» **What needs to be done**
Copy every record exactly as it appears in the data below.

» **Records supplied**
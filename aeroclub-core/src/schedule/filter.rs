//! Free-text search over aircraft, people and instructors, and the filter
//! criterion that switches between the daily and weekly grids.

use std::collections::HashSet;
use std::fmt;

use serde::{Deserialize, Serialize};

use crate::domain::{Booking, Directory, Person, Resource};

use super::window::ViewMode;

#[derive(Debug, Clone, Copy, PartialEq, Eq, Hash, Serialize, Deserialize)]
pub enum FilterKind {
    None,
    Resource,
    Person,
    Instructor,
}

impl FilterKind {
    pub fn label(self) -> &'static str {
        match self {
            FilterKind::None => "All",
            FilterKind::Resource => "Aircraft",
            FilterKind::Person => "Pilot",
            FilterKind::Instructor => "Instructor",
        }
    }

    /// The kind alone decides the view mode.
    pub fn mode(self) -> ViewMode {
        match self {
            FilterKind::None => ViewMode::Browse,
            FilterKind::Resource | FilterKind::Person | FilterKind::Instructor => {
                ViewMode::Search
            }
        }
    }
}

/// The active search selection. Exactly one criterion (or `None`) is active.
#[derive(Debug, Clone, PartialEq, Eq, Hash, Serialize, Deserialize)]
pub struct FilterCriterion {
    pub kind: FilterKind,
    pub label: String,
}

impl Default for FilterCriterion {
    fn default() -> Self {
        Self::none()
    }
}

impl FilterCriterion {
    /// Build a criterion. A blank label collapses to `None`, since it could
    /// only ever match unresolved ids.
    pub fn new(kind: FilterKind, label: impl Into<String>) -> Self {
        let label = label.into().trim().to_string();
        if kind == FilterKind::None || label.is_empty() {
            return Self::none();
        }
        Self { kind, label }
    }

    pub fn none() -> Self {
        Self {
            kind: FilterKind::None,
            label: String::new(),
        }
    }

    pub fn resource(tail: impl Into<String>) -> Self {
        Self::new(FilterKind::Resource, tail)
    }

    pub fn person(name: impl Into<String>) -> Self {
        Self::new(FilterKind::Person, name)
    }

    pub fn instructor(name: impl Into<String>) -> Self {
        Self::new(FilterKind::Instructor, name)
    }

    pub fn is_active(&self) -> bool {
        self.kind != FilterKind::None
    }

    pub fn mode(&self) -> ViewMode {
        self.kind.mode()
    }

    /// Whether a booking survives this criterion.
    ///
    /// An instructor criterion also matches bookings where the named person
    /// is the one flying, so someone who both instructs and flies shows up
    /// under either role.
    pub fn matches(&self, booking: &Booking, directory: &Directory<'_>) -> bool {
        let equals = |candidate: &str| !candidate.is_empty() && candidate == self.label;
        match self.kind {
            FilterKind::None => true,
            FilterKind::Resource => equals(directory.tail(&booking.resource_id)),
            FilterKind::Person => equals(&directory.name(&booking.primary_person_id)),
            FilterKind::Instructor => {
                equals(&directory.name_opt(booking.instructor_id.as_ref()))
                    || equals(&directory.name(&booking.primary_person_id))
            }
        }
    }
}

impl fmt::Display for FilterCriterion {
    fn fmt(&self, f: &mut fmt::Formatter<'_>) -> fmt::Result {
        match self.kind {
            FilterKind::None => write!(f, "no filter"),
            kind => write!(f, "{}: {}", kind.label(), self.label),
        }
    }
}

/// A labelled match offered to the user while typing.
#[derive(Debug, Clone, PartialEq, Eq, Hash, Serialize, Deserialize)]
pub struct Suggestion {
    pub kind: FilterKind,
    pub label: String,
}

impl Suggestion {
    pub fn criterion(&self) -> FilterCriterion {
        FilterCriterion::new(self.kind, self.label.clone())
    }
}

/// Match `query` case-insensitively, by substring, against the three
/// searchable collections: aircraft by tail, people by full name, and
/// instructors by full name.
///
/// Results keep collection order (aircraft, people, instructors) and
/// duplicates are collapsed. A blank query yields nothing.
pub fn suggest(
    query: &str,
    resources: &[Resource],
    people: &[Person],
    limit: Option<usize>,
) -> Vec<Suggestion> {
    let needle = query.trim().to_lowercase();
    if needle.is_empty() {
        return Vec::new();
    }
    let hit = |haystack: &str| haystack.to_lowercase().contains(&needle);

    let tails = resources
        .iter()
        .map(|r| r.tail.clone())
        .filter(|t| hit(t.as_str()))
        .map(|label| Suggestion {
            kind: FilterKind::Resource,
            label,
        });
    let names = people
        .iter()
        .map(Person::full_name)
        .filter(|n| hit(n.as_str()))
        .map(|label| Suggestion {
            kind: FilterKind::Person,
            label,
        });
    let instructors = people
        .iter()
        .filter(|p| p.is_instructor())
        .map(Person::full_name)
        .filter(|n| hit(n.as_str()))
        .map(|label| Suggestion {
            kind: FilterKind::Instructor,
            label,
        });

    let mut seen = HashSet::new();
    let unique = tails
        .chain(names)
        .chain(instructors)
        .filter(|s| !s.label.is_empty())
        .filter(|s| seen.insert(s.clone()));
    match limit {
        Some(n) => unique.take(n).collect(),
        None => unique.collect(),
    }
}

» **Result for this task**
filename aeroclub-core/src/schedule/filter.rs
//! Free-text search over aircraft, people and instructors, and the filter
//! criterion that switches between the daily and weekly grids.

use std::collections::HashSet;
use std::fmt;

use serde::{Deserialize, Serialize};

use crate::domain::{Booking, Directory, Person, Resource};

use super::window::ViewMode;

#[derive(Debug, Clone, Copy, PartialEq, Eq, Hash, Serialize, Deserialize)]
pub enum FilterKind {
    None,
    Resource,
    Person,
    Instructor,
}

impl FilterKind {
    pub fn label(self) -> &'static str {
        match self {
            FilterKind::None => "All",
            FilterKind::Resource => "Aircraft",
            FilterKind::Person => "Pilot",
            FilterKind::Instructor => "Instructor",
        }
    }

    /// The kind alone decides the view mode.
    pub fn mode(self) -> ViewMode {
        match self {
            FilterKind::None => ViewMode::Browse,
            FilterKind::Resource | FilterKind::Person | FilterKind::Instructor => {
                ViewMode::Search
            }
        }
    }
}

/// The active search selection. Exactly one criterion (or `None`) is active.
#[derive(Debug, Clone, PartialEq, Eq, Hash, Serialize, Deserialize)]
pub struct FilterCriterion {
    pub kind: FilterKind,
    pub label: String,
}

impl Default for FilterCriterion {
    fn default() -> Self {
        Self::none()
    }
}

impl FilterCriterion {
    /// Build a criterion. A blank label collapses to `None`, since it could
    /// only ever match unresolved ids.
    pub fn new(kind: FilterKind, label: impl Into<String>) -> Self {
        let label = label.into().trim().to_string();
        if kind == FilterKind::None || label.is_empty() {
            return Self::none();
        }
        Self { kind, label }
    }

    pub fn none() -> Self {
        Self {
            kind: FilterKind::None,
            label: String::new(),
        }
    }

    pub fn resource(tail: impl Into<String>) -> Self {
        Self::new(FilterKind::Resource, tail)
    }

    pub fn person(name: impl Into<String>) -> Self {
        Self::new(FilterKind::Person, name)
    }

    pub fn instructor(name: impl Into<String>) -> Self {
        Self::new(FilterKind::Instructor, name)
    }

    pub fn is_active(&self) -> bool {
        self.kind != FilterKind::None
    }

    pub fn mode(&self) -> ViewMode {
        self.kind.mode()
    }

    /// Whether a booking survives this criterion.
    ///
    /// An instructor criterion also matches bookings where the named person
    /// is the one flying, so someone who both instructs and flies shows up
    /// under either role.
    pub fn matches(&self, booking: &Booking, directory: &Directory<'_>) -> bool {
        let equals = |candidate: &str| !candidate.is_empty() && candidate == self.label;
        match self.kind {
            FilterKind::None => true,
            FilterKind::Resource => equals(directory.tail(&booking.resource_id)),
            FilterKind::Person => equals(&directory.name(&booking.primary_person_id)),
            FilterKind::Instructor => {
                equals(&directory.name_opt(booking.instructor_id.as_ref()))
                    || equals(&directory.name(&booking.primary_person_id))
            }
        }
    }
}

impl fmt::Display for FilterCriterion {
    fn fmt(&self, f: &mut fmt::Formatter<'_>) -> fmt::Result {
        match self.kind {
            FilterKind::None => write!(f, "no filter"),
            kind => write!(f, "{}: {}", kind.label(), self.label),
        }
    }
}

/// A labelled match offered to the user while typing.
#[derive(Debug, Clone, PartialEq, Eq, Hash, Serialize, Deserialize)]
pub struct Suggestion {
    pub kind: FilterKind,
    pub label: String,
}

impl Suggestion {
    pub fn criterion(&self) -> FilterCriterion {
        FilterCriterion::new(self.kind, self.label.clone())
    }
}

/// Match `query` case-insensitively, by substring, against the three
/// searchable collections: aircraft by tail, people by full name, and
/// instructors by full name.
///
/// Results keep collection order (aircraft, people, instructors) and
/// duplicates are collapsed. A blank query yields nothing.
pub fn suggest(
    query: &str,
    resources: &[Resource],
    people: &[Person],
    limit: Option<usize>,
) -> Vec<Suggestion> {
    let needle = query.trim().to_lowercase();
    if needle.is_empty() {
        return Vec::new();
    }
    let hit = |haystack: &str| haystack.to_lowercase().contains(&needle);

    let tails = resources
        .iter()
        .map(|r| r.tail.clone())
        .filter(|t| hit(t.as_str()))
        .map(|label| Suggestion {
            kind: FilterKind::Resource,
            label,
        });
    let names = people
        .iter()
        .map(Person::full_name)
        .filter(|n| hit(n.as_str()))
        .map(|label| Suggestion {
            kind: FilterKind::Person,
            label,
        });
    let instructors = people
        .iter()
        .filter(|p| p.is_instructor())
        .map(Person::full_name)
        .filter(|n| hit(n.as_str()))
        .map(|label| Suggestion {
            kind: FilterKind::Instructor,
            label,
        });

    let mut seen = HashSet::new();
    let unique = tails
        .chain(names)
        .chain(instructors)
        .filter(|s| !s.label.is_empty())
        .filter(|s| seen.insert(s.clone()));
    match limit {
        Some(n) => unique.take(n).collect(),
        None => unique.collect(),
    }
}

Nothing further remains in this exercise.